A NOVEL FROM THE EASY MONEY SERIES

Irresistible lead characters will likely draw fans and leave them looking for a third adventure with Rob and Mike, despite...

Establishing an airfreight business between the U.S. and China becomes a struggle for money and power in the second volume of Green’s Easy Money series (Company of Deceit, 2001).

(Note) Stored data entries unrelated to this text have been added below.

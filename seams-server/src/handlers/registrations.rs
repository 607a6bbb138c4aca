//! Registration and attendance handlers

use axum::{
    extract::{Path, Query, State},
    http::{HeaderMap, StatusCode},
    Json,
};
use chrono::{NaiveDate, Utc};
use seams_core::{EventCategory, EventStatus, Role};
use serde::{Deserialize, Serialize};
use serde_json::json;
use utoipa::{IntoParams, ToSchema};
use uuid::Uuid;

use crate::audit::{self, AuditEntry};
use crate::auth::AuthenticatedUser;
use crate::db::{AttendanceCheck, AttendanceOutcome, Registration, RegistrationWithEvent};
use crate::error::ApiError;
use crate::handlers::events::load_event;
use crate::handlers::AppState;

#[derive(Debug, Deserialize, ToSchema)]
pub struct CreateRegistrationRequest {
    #[schema(value_type = String)]
    pub event_id: Uuid,
}

/// Event summary inside a student's registration list
#[derive(Debug, Serialize, ToSchema)]
pub struct RegistrationEventSummary {
    #[schema(value_type = String)]
    pub id: Uuid,
    pub title: String,
    #[schema(value_type = String)]
    pub date: NaiveDate,
    pub venue: String,
    pub points: i32,
    #[schema(value_type = String)]
    pub status: EventStatus,
    #[schema(value_type = String)]
    pub category: EventCategory,
}

#[derive(Debug, Serialize, ToSchema)]
pub struct MyRegistration {
    #[serde(flatten)]
    pub registration: Registration,
    pub event: RegistrationEventSummary,
}

impl From<RegistrationWithEvent> for MyRegistration {
    fn from(row: RegistrationWithEvent) -> Self {
        Self {
            event: RegistrationEventSummary {
                id: row.registration.event_id,
                title: row.event_title,
                date: row.event_date,
                venue: row.event_venue,
                points: row.event_points,
                status: row.event_status,
                category: row.event_category,
            },
            registration: row.registration,
        }
    }
}

/// Student summary inside an event's registration list
#[derive(Debug, Serialize, ToSchema)]
pub struct RegistrationStudentSummary {
    #[schema(value_type = String)]
    pub id: Uuid,
    pub name: String,
    pub email: String,
    pub usn: Option<String>,
}

#[derive(Debug, Serialize, ToSchema)]
pub struct EventRegistration {
    #[serde(flatten)]
    pub registration: Registration,
    pub student: RegistrationStudentSummary,
}

#[derive(Debug, Deserialize, IntoParams)]
pub struct EventRegistrationsQuery {
    /// Event to list registrations for
    pub event_id: Option<Uuid>,
}

/// A coordinator scanning on behalf of a student
#[derive(Debug, Deserialize, ToSchema)]
pub struct VerifyAttendanceRequest {
    /// Token from the event QR code
    pub qr_token: String,
    #[schema(value_type = String)]
    pub student_id: Uuid,
}

/// A student scanning the event QR
#[derive(Debug, Deserialize, ToSchema)]
pub struct VerifySelfRequest {
    pub qr_token: String,
}

#[derive(Debug, Serialize, ToSchema)]
pub struct VerifyAttendanceResponse {
    pub message: String,
    /// Student name; set when verified by a coordinator
    #[serde(skip_serializing_if = "Option::is_none")]
    pub student: Option<String>,
    /// Points credited by this request (0 when already verified)
    pub credits: i32,
    /// Student's credit total afterwards
    pub total_credits: i64,
    /// False when attendance had already been recorded
    pub newly_verified: bool,
}

impl VerifyAttendanceResponse {
    fn from_outcome(outcome: &AttendanceOutcome, student: Option<String>) -> Self {
        let message = if outcome.newly_verified {
            "Attendance verified successfully"
        } else {
            "Attendance was already verified"
        };
        Self {
            message: message.to_string(),
            student,
            credits: outcome.points_awarded,
            total_credits: outcome.total_credits,
            newly_verified: outcome.newly_verified,
        }
    }
}

/// Register for an approved event (students)
#[utoipa::path(
    post,
    path = "/api/registrations",
    tag = "Registrations",
    request_body = CreateRegistrationRequest,
    responses(
        (status = 201, description = "Registered", body = Registration),
        (status = 400, description = "Event not open, or registration was rejected"),
        (status = 403, description = "Students only"),
        (status = 404, description = "Event not found"),
        (status = 409, description = "Event full or already registered")
    ),
    security(("bearer_token" = []))
)]
pub async fn create_registration_handler(
    State(state): State<AppState>,
    user: AuthenticatedUser,
    headers: HeaderMap,
    Json(request): Json<CreateRegistrationRequest>,
) -> Result<(StatusCode, Json<Registration>), ApiError> {
    user.require_role(Role::Student)?;

    let (registration, event) = state
        .db
        .registrations()
        .register(user.id(), request.event_id)
        .await?;

    audit::record(
        &state.db,
        &headers,
        AuditEntry::new(audit::REGISTER_EVENT, Some(user.id()))
            .target("Registration", registration.id)
            .details(json!({ "event": event.title })),
    )
    .await;

    state.hub.registration_created(&registration, &event);

    tracing::info!(
        registration_id = %registration.id,
        event_id = %event.id,
        registered_count = event.registered_count,
        "Student registered for event"
    );
    Ok((StatusCode::CREATED, Json(registration)))
}

/// The caller's registrations, newest first
#[utoipa::path(
    get,
    path = "/api/registrations/my",
    tag = "Registrations",
    responses(
        (status = 200, description = "Own registrations", body = [MyRegistration]),
        (status = 401, description = "Unauthorized")
    ),
    security(("bearer_token" = []))
)]
pub async fn my_registrations_handler(
    State(state): State<AppState>,
    user: AuthenticatedUser,
) -> Result<Json<Vec<MyRegistration>>, ApiError> {
    let rows = state.db.registrations().list_for_student(user.id()).await?;
    Ok(Json(rows.into_iter().map(MyRegistration::from).collect()))
}

/// Registrations for one event, newest first
#[utoipa::path(
    get,
    path = "/api/registrations",
    tag = "Registrations",
    params(EventRegistrationsQuery),
    responses(
        (status = 200, description = "Event registrations", body = [EventRegistration]),
        (status = 400, description = "event_id missing"),
        (status = 403, description = "Role cannot manage events")
    ),
    security(("bearer_token" = []))
)]
pub async fn event_registrations_handler(
    State(state): State<AppState>,
    user: AuthenticatedUser,
    Query(query): Query<EventRegistrationsQuery>,
) -> Result<Json<Vec<EventRegistration>>, ApiError> {
    user.require_event_manager()?;
    let event_id = query
        .event_id
        .ok_or_else(|| ApiError::bad_request("event_id is required"))?;

    let rows = state.db.registrations().list_for_event(event_id).await?;
    Ok(Json(
        rows.into_iter()
            .map(|row| EventRegistration {
                student: RegistrationStudentSummary {
                    id: row.registration.student_id,
                    name: row.student_name,
                    email: row.student_email,
                    usn: row.student_usn,
                },
                registration: row.registration,
            })
            .collect(),
    ))
}

/// Record attendance as the given verifier
async fn verify_attendance(
    state: &AppState,
    qr_token: &str,
    student_id: Uuid,
    verified_by: Uuid,
) -> Result<AttendanceOutcome, ApiError> {
    let now = Utc::now();
    let claims = state.signer.verify(qr_token.trim(), now)?;

    let outcome = state
        .db
        .registrations()
        .record_attendance(AttendanceCheck {
            event_id: claims.event_id,
            nonce: claims.nonce,
            student_id,
            verified_by,
            now,
        })
        .await?;

    if outcome.newly_verified {
        state.hub.attendance_verified(
            &outcome.registration,
            &outcome.event,
            outcome.points_awarded,
        );
        tracing::info!(
            registration_id = %outcome.registration.id,
            event_id = %outcome.event.id,
            points = outcome.points_awarded,
            "Attendance verified"
        );
    }
    Ok(outcome)
}

/// Verify a student's attendance from the event QR (coordinators)
#[utoipa::path(
    post,
    path = "/api/registrations/verify",
    tag = "Attendance",
    request_body = VerifyAttendanceRequest,
    responses(
        (status = 200, description = "Attendance recorded", body = VerifyAttendanceResponse),
        (status = 400, description = "QR invalid, inactive, expired or replaced"),
        (status = 403, description = "Role cannot manage events"),
        (status = 404, description = "Student not registered")
    ),
    security(("bearer_token" = []))
)]
pub async fn verify_attendance_handler(
    State(state): State<AppState>,
    user: AuthenticatedUser,
    headers: HeaderMap,
    Json(request): Json<VerifyAttendanceRequest>,
) -> Result<Json<VerifyAttendanceResponse>, ApiError> {
    user.require_event_manager()?;

    let student = state
        .db
        .users()
        .find_by_id(request.student_id)
        .await?
        .ok_or_else(|| ApiError::not_found("Student not found"))?;

    let outcome = verify_attendance(&state, &request.qr_token, student.id, user.id()).await?;

    if outcome.newly_verified {
        audit::record(
            &state.db,
            &headers,
            AuditEntry::new(audit::VERIFY_ATTENDANCE, Some(user.id()))
                .target("Registration", outcome.registration.id)
                .details(json!({
                    "student": student.name,
                    "event": outcome.event.title,
                    "points": outcome.points_awarded,
                })),
        )
        .await;
    }

    Ok(Json(VerifyAttendanceResponse::from_outcome(
        &outcome,
        Some(student.name),
    )))
}

/// Verify one's own attendance by scanning the event QR (students)
#[utoipa::path(
    post,
    path = "/api/registrations/verify-self",
    tag = "Attendance",
    request_body = VerifySelfRequest,
    responses(
        (status = 200, description = "Attendance recorded", body = VerifyAttendanceResponse),
        (status = 400, description = "QR invalid, inactive, expired or replaced"),
        (status = 403, description = "Students only"),
        (status = 404, description = "Not registered for this event")
    ),
    security(("bearer_token" = []))
)]
pub async fn verify_self_handler(
    State(state): State<AppState>,
    user: AuthenticatedUser,
    headers: HeaderMap,
    Json(request): Json<VerifySelfRequest>,
) -> Result<Json<VerifyAttendanceResponse>, ApiError> {
    user.require_role(Role::Student)?;

    let outcome = verify_attendance(&state, &request.qr_token, user.id(), user.id()).await?;

    if outcome.newly_verified {
        audit::record(
            &state.db,
            &headers,
            AuditEntry::new(audit::VERIFY_SELF, Some(user.id()))
                .target("Registration", outcome.registration.id)
                .details(json!({
                    "event": outcome.event.title,
                    "points": outcome.points_awarded,
                })),
        )
        .await;
    }

    Ok(Json(VerifyAttendanceResponse::from_outcome(&outcome, None)))
}

/// Reject a registration and free its seat (organizer or admin)
#[utoipa::path(
    post,
    path = "/api/registrations/{id}/reject",
    tag = "Registrations",
    params(("id" = String, Path, description = "Registration ID")),
    responses(
        (status = 200, description = "Registration rejected", body = Registration),
        (status = 403, description = "Not the organizer"),
        (status = 404, description = "Registration not found"),
        (status = 409, description = "Attendance already verified")
    ),
    security(("bearer_token" = []))
)]
pub async fn reject_registration_handler(
    State(state): State<AppState>,
    user: AuthenticatedUser,
    headers: HeaderMap,
    Path(id): Path<Uuid>,
) -> Result<Json<Registration>, ApiError> {
    let registrations = state.db.registrations();
    let registration = registrations
        .find_by_id(id)
        .await?
        .ok_or_else(|| ApiError::not_found("Registration not found"))?;

    let event = load_event(&state, registration.event_id).await?;
    user.require_event_owner(&event)?;

    let (registration, event) = registrations.reject(id).await?;

    audit::record(
        &state.db,
        &headers,
        AuditEntry::new(audit::REJECT_REGISTRATION, Some(user.id()))
            .target("Registration", registration.id)
            .details(json!({
                "event": event.title,
                "student_id": registration.student_id,
            })),
    )
    .await;

    state.hub.registration_rejected(&registration, &event);

    Ok(Json(registration))
}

Aviation veteran Capt. Saunders is starting a freight airline with flights to China and hires pilot and business owner Rob Marshall to locate planes. He and his assistant and friend, Mike, travel to California and soon realize that the proposed company, still in the process of being financed, needs more than just aircraft, and that some of those involved are dodgy individuals more interested in politics than aviation. Green’s novel is a character-driven work. Returning stars Rob and Mike are solid leads, particularly Mike, whose Cajun charm shines when the novel visits his home state of Louisiana. He gives the romantically invested Kathy a tour of the French Quarter. The villains are appropriately disreputable, including the enigmatic and possibly mob-connected Mr. C; an attorney who’s also the company’s CFO; and a governor who doesn’t trust or want Rob and Mike’s assistance. The sometimes unclear plot engages less than its characters. The bad guys are unmistakable—they’re greedy and devious—but their actions merely slow the bankrolling of the airline and don’t provide much dramatic conflict. One of the few potent scenes doesn’t occur until near the end of the story. In addition, the generally well-written narrative sometimes sags in its descriptions of mundane action. For example, one scene describes everything the governor’s aide does while driving: signaling, turning, rolling down the window and watching a gate open. There are rarely indications of time passing, e.g., Rob’s love interest, Sharon, agrees to call him, and his cellphone rings in the very next sentence. Missing or extraneous quotation marks can render dialogue hard to follow. Unless, of course, it’s Cajun Mike speaking: “There’s sho’ a lots of swamp water and cypress trees down there.”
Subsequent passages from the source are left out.